La cerradura de la puerta giró y la voz de Juan Diego rompió el silencio con su tono habitual de seguridad y mandato.
—Hola, cariño, ya regresé. Mira, traje este vestido para esta noche… discreto y elegante, justo como me gusta. Arréglate de prisa. Aquí son mucho más estrictos que yo con la puntualidad. ¿Cuéntame qué hiciste hoy? —preguntó mientras aflojaba su corbata y luego su cinturón, con movimientos pausados, casi mecánicos.
—Llamé a mi madre cuando te fuiste… luego pedí comida y me senté a hacer tareas de la universidad.
Juan Diego se detuvo en seco. Se giró lentamente hacia ella, con el entrecejo fruncido y una calma que solo servía de máscara a una furia latente.

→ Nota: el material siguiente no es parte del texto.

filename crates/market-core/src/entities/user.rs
//! User entity - a registered marketplace member

use chrono::{DateTime, Utc};
use serde::{Deserialize, Serialize};

use crate::value_objects::{PhoneNumber, RecordId};

/// Access role
#[derive(Debug, Clone, Copy, PartialEq, Eq, Hash, Serialize, Deserialize, Default)]
#[serde(rename_all = "lowercase")]
pub enum Role {
    #[default]
    User,
    Admin,
}

impl Role {
    pub fn as_str(self) -> &'static str {
        match self {
            Self::User => "user",
            Self::Admin => "admin",
        }
    }
}

/// User entity
///
/// Identified by phone number; the username is chosen once at registration.
#[derive(Debug, Clone, PartialEq, Eq, Serialize, Deserialize)]
#[serde(rename_all = "camelCase")]
pub struct User {
    pub id: RecordId,
    /// Full number, country code included (`+15551234567`)
    pub phone_number: String,
    pub country_code: String,
    pub username: String,
    #[serde(default)]
    pub role: Role,
    pub created_at: DateTime<Utc>,
    #[serde(default)]
    pub personal_broadcast_id: Option<RecordId>,
}

impl User {
    pub fn new(id: RecordId, phone: &PhoneNumber, username: String, role: Role) -> Self {
        Self {
            id,
            phone_number: phone.full(),
            country_code: phone.country_code().to_string(),
            username,
            role,
            created_at: Utc::now(),
            personal_broadcast_id: None,
        }
    }

    #[inline]
    pub fn is_admin(&self) -> bool {
        self.role == Role::Admin
    }

    /// Check whether this user owns the given phone number
    pub fn has_phone(&self, phone: &PhoneNumber) -> bool {
        self.phone_number == phone.full()
    }

    /// Case-insensitive username equality
    pub fn has_username(&self, username: &str) -> bool {
        self.username.eq_ignore_ascii_case(username.trim())
    }

    /// Attach the personal broadcast chat created at registration
    pub fn with_personal_broadcast(mut self, chat_id: RecordId) -> Self {
        self.personal_broadcast_id = Some(chat_id);
        self
    }
}
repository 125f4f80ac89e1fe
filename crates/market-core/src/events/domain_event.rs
//! Domain events - events emitted when marketplace state changes
//!
//! These events are used for:
//! - Refreshing views that subscribed to a collection
//! - Notifying chat participants of new messages
//! - Audit logging of admin review decisions

use chrono::{DateTime, Utc};
use serde::{Deserialize, Serialize};

use crate::value_objects::RecordId;

/// All possible domain events
#[derive(Debug, Clone, PartialEq, Eq, Serialize, Deserialize)]
#[serde(tag = "type", rename_all = "SCREAMING_SNAKE_CASE")]
pub enum DomainEvent {
    // Store
    CollectionChanged(CollectionChangedEvent),

    // Auth
    UserRegistered(UserRegisteredEvent),
    SessionStarted(SessionEvent),
    SessionEnded(SessionEvent),

    // Catalog
    ListingSubmitted(ListingEvent),
    ListingApproved(ListingEvent),
    ListingRejected(ListingEvent),
    ListingDeleted(ListingEvent),
    ListingSold(ListingEvent),

    // Chat
    ChatCreated(ChatCreatedEvent),
    MessagesSent(MessagesSentEvent),
}

impl DomainEvent {
    /// Get the event type name
    pub fn event_type(&self) -> &'static str {
        match self {
            Self::CollectionChanged(_) => "COLLECTION_CHANGED",
            Self::UserRegistered(_) => "USER_REGISTERED",
            Self::SessionStarted(_) => "SESSION_STARTED",
            Self::SessionEnded(_) => "SESSION_ENDED",
            Self::ListingSubmitted(_) => "LISTING_SUBMITTED",
            Self::ListingApproved(_) => "LISTING_APPROVED",
            Self::ListingRejected(_) => "LISTING_REJECTED",
            Self::ListingDeleted(_) => "LISTING_DELETED",
            Self::ListingSold(_) => "LISTING_SOLD",
            Self::ChatCreated(_) => "CHAT_CREATED",
            Self::MessagesSent(_) => "MESSAGES_SENT",
        }
    }

    /// Get the timestamp of the event
    pub fn timestamp(&self) -> DateTime<Utc> {
        match self {
            Self::CollectionChanged(e) => e.timestamp,
            Self::UserRegistered(e) => e.timestamp,
            Self::SessionStarted(e) | Self::SessionEnded(e) => e.timestamp,
            Self::ListingSubmitted(e)
            | Self::ListingApproved(e)
            | Self::ListingRejected(e)
            | Self::ListingDeleted(e)
            | Self::ListingSold(e) => e.timestamp,
            Self::ChatCreated(e) => e.timestamp,
            Self::MessagesSent(e) => e.timestamp,
        }
    }

    /// Name of the changed collection, for store events
    pub fn collection(&self) -> Option<&str> {
        match self {
            Self::CollectionChanged(e) => Some(&e.collection),
            _ => None,
        }
    }
}

// ============================================================================
// Event Structs
// ============================================================================

#[derive(Debug, Clone, PartialEq, Eq, Serialize, Deserialize)]
pub struct CollectionChangedEvent {
    pub collection: String,
    pub timestamp: DateTime<Utc>,
}

#[derive(Debug, Clone, PartialEq, Eq, Serialize, Deserialize)]
pub struct UserRegisteredEvent {
    pub user_id: RecordId,
    pub personal_broadcast_id: RecordId,
    pub timestamp: DateTime<Utc>,
}

#[derive(Debug, Clone, PartialEq, Eq, Serialize, Deserialize)]
pub struct SessionEvent {
    pub user_id: Option<RecordId>,
    pub timestamp: DateTime<Utc>,
}

#[derive(Debug, Clone, PartialEq, Eq, Serialize, Deserialize)]
pub struct ListingEvent {
    pub listing_id: RecordId,
    /// Acting user (seller on submit, admin on review)
    pub actor_id: RecordId,
    pub timestamp: DateTime<Utc>,
}

#[derive(Debug, Clone, PartialEq, Eq, Serialize, Deserialize)]
pub struct ChatCreatedEvent {
    pub chat_id: RecordId,
    pub participants: Vec<RecordId>,
    pub timestamp: DateTime<Utc>,
}

#[derive(Debug, Clone, PartialEq, Eq, Serialize, Deserialize)]
pub struct MessagesSentEvent {
    pub chat_id: RecordId,
    pub sender_id: RecordId,
    pub receiver_ids: Vec<RecordId>,
    pub timestamp: DateTime<Utc>,
}

impl CollectionChangedEvent {
    pub fn new(collection: impl Into<String>) -> Self {
        Self {
            collection: collection.into(),
            timestamp: Utc::now(),
        }
    }
}

impl UserRegisteredEvent {
    pub fn new(user_id: RecordId, personal_broadcast_id: RecordId) -> Self {
        Self {
            user_id,
            personal_broadcast_id,
            timestamp: Utc::now(),
        }
    }
}

impl SessionEvent {
    pub fn new(user_id: Option<RecordId>) -> Self {
        Self {
            user_id,
            timestamp: Utc::now(),
        }
    }
}

impl ListingEvent {
    pub fn new(listing_id: RecordId, actor_id: RecordId) -> Self {
        Self {
            listing_id,
            actor_id,
            timestamp: Utc::now(),
        }
    }
}

impl ChatCreatedEvent {
    pub fn new(chat_id: RecordId, participants: Vec<RecordId>) -> Self {
        Self {
            chat_id,
            participants,
            timestamp: Utc::now(),
        }
    }
}

impl MessagesSentEvent {
    pub fn new(chat_id: RecordId, sender_id: RecordId, receiver_ids: Vec<RecordId>) -> Self {
        Self {
            chat_id,
            sender_id,
            receiver_ids,
            timestamp: Utc::now(),
        }
    }
}
//! Domain error types

mod domain_error;

pub use domain_error::DomainError;
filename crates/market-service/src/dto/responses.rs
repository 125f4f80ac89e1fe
//! Response DTOs for service operations
//!
//! All response DTOs implement `Serialize`. Record ids are serialized as strings.

use chrono::{DateTime, Utc};
use serde::Serialize;

use market_core::entities::Chat;
use market_core::RecordId;

// ============================================================================
// Auth Responses
// ============================================================================

/// Result of requesting a verification code
#[derive(Debug, Clone, Serialize)]
#[serde(rename_all = "camelCase")]
pub struct CodeRequestResponse {
    pub phone_number: String,
    pub expires_at: DateTime<Utc>,
    /// Whether the phone already belongs to an account (no username needed)
    pub registered: bool,
    /// Only present with a development provider
    #[serde(skip_serializing_if = "Option::is_none")]
    pub dev_code: Option<String>,
}

// ============================================================================
// User Responses
// ============================================================================

/// User as other users see it (no phone number)
#[derive(Debug, Clone, PartialEq, Eq, Serialize)]
#[serde(rename_all = "camelCase")]
pub struct PublicUserResponse {
    pub id: RecordId,
    pub username: String,
}

// ============================================================================
// Admin Responses
// ============================================================================

/// Admin dashboard counters
#[derive(Debug, Clone, Default, PartialEq, Eq, Serialize)]
#[serde(rename_all = "camelCase")]
pub struct DashboardStats {
    pub total_users: usize,
    pub total_accounts: usize,
    pub pending_reviews: usize,
    pub available_accounts: usize,
    /// Sum of catalog prices
    pub total_value: u64,
}

// ============================================================================
// Chat Responses
// ============================================================================

/// Chat list entry for one viewer
#[derive(Debug, Clone, Serialize)]
#[serde(rename_all = "camelCase")]
pub struct ChatSummary {
    pub chat: Chat,
    /// Broadcast name, or the other participant's username for direct chats
    pub title: String,
    pub unread: usize,
}
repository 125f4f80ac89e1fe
//! Business logic services
//!
//! This module contains all service layer implementations that handle
//! business logic, validation, and orchestration of domain operations.

pub mod auth;
pub mod chat;
pub mod context;
pub mod error;
pub mod listing;
pub mod policy;
pub mod search;
pub mod settings;

#[cfg(test)]
pub(crate) mod test_support;

// Re-export all services for convenience
pub use auth::AuthService;
pub use chat::{ChatSelection, ChatService};
pub use context::{ServiceContext, ServiceContextBuilder};
pub use error::{ServiceError, ServiceResult};
pub use listing::ListingService;
pub use policy::RolePolicy;
pub use search::{format_count, format_thousands, ListingFilters, SortOrder};
pub use settings::MarketSettings;
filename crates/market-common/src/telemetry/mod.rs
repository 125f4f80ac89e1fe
//! Telemetry and tracing setup

mod tracing_setup;

pub use tracing_setup::{
    init_tracing, init_tracing_with_config, try_init_tracing, try_init_tracing_with_config,
    TracingConfig, TracingError,
};
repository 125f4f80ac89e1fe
//! File backend
//!
//! The whole key space lives in one JSON object on disk. Every write is
//! flushed through a temporary file and renamed into place.

use async_trait::async_trait;
use parking_lot::RwLock;
use serde_json::{Map, Value};
use std::collections::HashMap;
use std::path::{Path, PathBuf};
use tokio::sync::Mutex;
use tracing::{debug, instrument};

use super::{KeyValueStore, StoreError, StoreResult};

/// JSON-file backed store
#[derive(Debug)]
pub struct FileStore {
    path: PathBuf,
    entries: RwLock<HashMap<String, String>>,
    // serializes flushes so the newest snapshot is written last
    flush_gate: Mutex<()>,
}

impl FileStore {
    /// Open (or create on first write) the store at `path`
    pub fn open(path: impl AsRef<Path>) -> StoreResult<Self> {
        let path = path.as_ref().to_path_buf();
        let entries = match std::fs::read_to_string(&path) {
            Ok(raw) if raw.trim().is_empty() => HashMap::new(),
            Ok(raw) => Self::decode(&path, &raw)?,
            Err(e) if e.kind() == std::io::ErrorKind::NotFound => HashMap::new(),
            Err(e) => return Err(e.into()),
        };

        debug!(path = %path.display(), keys = entries.len(), "Opened file store");

        Ok(Self {
            path,
            entries: RwLock::new(entries),
            flush_gate: Mutex::new(()),
        })
    }

    pub fn path(&self) -> &Path {
        &self.path
    }

    // Structured JSON values are embedded as-is so the file stays readable;
    // everything else, JSON string literals included, is kept as a JSON string.
    fn decode(path: &Path, raw: &str) -> StoreResult<HashMap<String, String>> {
        let Value::Object(map) = serde_json::from_str::<Value>(raw)? else {
            return Err(StoreError::InvalidLayout {
                path: path.display().to_string(),
            });
        };

        Ok(map
            .into_iter()
            .map(|(key, value)| {
                let text = match value {
                    Value::String(s) => s,
                    other => other.to_string(),
                };
                (key, text)
            })
            .collect())
    }

    fn encode(entries: &HashMap<String, String>) -> StoreResult<String> {
        let mut map = Map::new();
        for (key, text) in entries {
            let value = match serde_json::from_str::<Value>(text) {
                Ok(Value::String(_)) | Err(_) => Value::String(text.clone()),
                Ok(structured) => structured,
            };
            map.insert(key.clone(), value);
        }
        Ok(serde_json::to_string_pretty(&Value::Object(map))?)
    }

    #[instrument(skip(self), fields(path = %self.path.display()))]
    async fn flush(&self) -> StoreResult<()> {
        let _gate = self.flush_gate.lock().await;
        let payload = Self::encode(&self.entries.read())?;

        if let Some(parent) = self.path.parent() {
            if !parent.as_os_str().is_empty() {
                tokio::fs::create_dir_all(parent).await?;
            }
        }

        let tmp = self.path.with_extension("json.tmp");
        tokio::fs::write(&tmp, payload.as_bytes()).await?;
        tokio::fs::rename(&tmp, &self.path).await?;

        debug!(bytes = payload.len(), "Flushed file store");
        Ok(())
    }
}

#[async_trait]
impl KeyValueStore for FileStore {
    async fn get(&self, key: &str) -> StoreResult<Option<String>> {
        Ok(self.entries.read().get(key).cloned())
    }

    async fn set(&self, key: &str, value: String) -> StoreResult<()> {
        self.entries.write().insert(key.to_string(), value);
        self.flush().await
    }

    async fn remove(&self, key: &str) -> StoreResult<bool> {
        let existed = self.entries.write().remove(key).is_some();
        if existed {
            self.flush().await?;
        }
        Ok(existed)
    }

    async fn keys(&self) -> StoreResult<Vec<String>> {
        let mut keys: Vec<String> = self.entries.read().keys().cloned().collect();
        keys.sort();
        Ok(keys)
    }
}
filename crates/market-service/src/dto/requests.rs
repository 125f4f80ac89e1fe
//! Request DTOs for service operations
//!
//! All request DTOs implement `Deserialize` and `Validate` for input validation.

use serde::Deserialize;
use validator::{Validate, ValidationError};

use market_core::entities::{MessageKind, VerificationStatus};
use market_core::RecordId;

// ============================================================================
// Auth Requests
// ============================================================================

/// Ask for a verification code
#[derive(Debug, Clone, Deserialize, Validate)]
#[serde(rename_all = "camelCase")]
pub struct RequestCodeRequest {
    #[validate(length(min = 1, max = 4, message = "Country code is required"))]
    pub country_code: String,

    #[validate(length(min = 1, max = 20, message = "Phone number is required"))]
    pub phone_number: String,
}

/// Confirm a verification code, registering the phone if it is new
#[derive(Debug, Clone, Deserialize, Validate)]
#[serde(rename_all = "camelCase")]
pub struct ConfirmCodeRequest {
    #[validate(length(min = 1, max = 4, message = "Country code is required"))]
    pub country_code: String,

    #[validate(length(min = 1, max = 20, message = "Phone number is required"))]
    pub phone_number: String,

    #[validate(length(min = 1, max = 10, message = "Verification code is required"))]
    pub code: String,

    /// Required when the phone number is not registered yet
    #[validate(length(min = 2, max = 32, message = "Username must be 2-32 characters"))]
    pub username: Option<String>,
}

// ============================================================================
// Listing Requests
// ============================================================================

/// Seller form as submitted; numeric fields arrive as text
#[derive(Debug, Clone, Default, Deserialize, Validate)]
#[serde(rename_all = "camelCase", default)]
pub struct SellerForm {
    pub platform: Option<String>,

    #[validate(length(min = 1, max = 64, message = "Account username is required"))]
    pub username: String,

    #[validate(custom(function = "leading_number", message = "Followers count is required"))]
    pub followers: String,
    pub following: String,

    #[validate(custom(function = "leading_number", message = "Likes count is required"))]
    pub likes: String,
    pub videos: String,

    #[validate(length(min = 1, message = "Region is required"))]
    pub region: String,

    #[validate(length(min = 1, message = "Content category is required"))]
    pub content_category: String,

    #[validate(custom(function = "leading_number", message = "Price is required"))]
    pub price: String,

    #[validate(length(
        min = 1,
        max = 2000,
        message = "Description is required (at most 2000 characters)"
    ))]
    pub description: String,

    pub verification_status: VerificationStatus,

    pub account_age: String,

    pub engagement_rate: String,

    /// Image data URLs; anything past the limit is dropped
    pub images: Vec<String>,

    #[validate(email(message = "A valid contact email is required"))]
    pub email: String,

    #[validate(length(max = 20, message = "Contact phone must be at most 20 characters"))]
    pub phone: Option<String>,
}

/// Numeric form fields must start with a digit once trimmed
fn leading_number(value: &str) -> Result<(), ValidationError> {
    let value = value.trim();
    let value = value.strip_prefix('+').unwrap_or(value);
    match value.chars().next() {
        Some(c) if c.is_ascii_digit() => Ok(()),
        _ => Err(ValidationError::new("number")),
    }
}

// ============================================================================
// Chat Requests
// ============================================================================

/// Create a broadcast list
#[derive(Debug, Clone, Deserialize, Validate)]
#[serde(rename_all = "camelCase")]
pub struct CreateBroadcastRequest {
    #[validate(length(min = 1, max = 64, message = "Broadcast name is required"))]
    pub name: String,

    #[validate(length(min = 1, message = "Select at least one recipient"))]
    pub recipients: Vec<RecordId>,
}

/// Send a message to a chat
#[derive(Debug, Clone, Deserialize, Validate)]
#[serde(rename_all = "camelCase")]
pub struct SendMessageRequest {
    #[validate(length(min = 1, message = "Message content is empty"))]
    pub content: String,

    #[serde(rename = "type", default)]
    pub kind: MessageKind,
}

impl SendMessageRequest {
    pub fn text(content: impl Into<String>) -> Self {
        Self {
            content: content.into(),
            kind: MessageKind::Text,
        }
    }

    pub fn image(data_url: impl Into<String>) -> Self {
        Self {
            content: data_url.into(),
            kind: MessageKind::Image,
        }
    }
}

—¿Llamaste a quién? —preguntó con voz baja y amenazante.
—A mi madre. Hace cuatro meses no hablaba con ella… Ya la extrañaba.
—¿Qué demonios te pasa? ¿Por qué insistes en saltarte las putas reglas? No sales, no llamas, no hablas… si no te doy mi autorización —espetó con los ojos llenos de rabia.
—¡Estoy harta de tu control! —gritó Karina, sin medir sus palabras—. ¡Es agobiante, es desgastante! ¿Por qué debo pedirte permiso para todo? ¡No soy tu subordinada, no soy tu empleada! ¡No estoy en kínder para seguir reglas absurdas! ¿Por qué diablos debo tener tu maldito permiso para hablar con mi madre, visitarla o que ella me visite? ¡Soy tu esposa, no tu prisionera!
La habitación quedó helada. El silencio que siguió no era de paz, sino de contención peligrosa.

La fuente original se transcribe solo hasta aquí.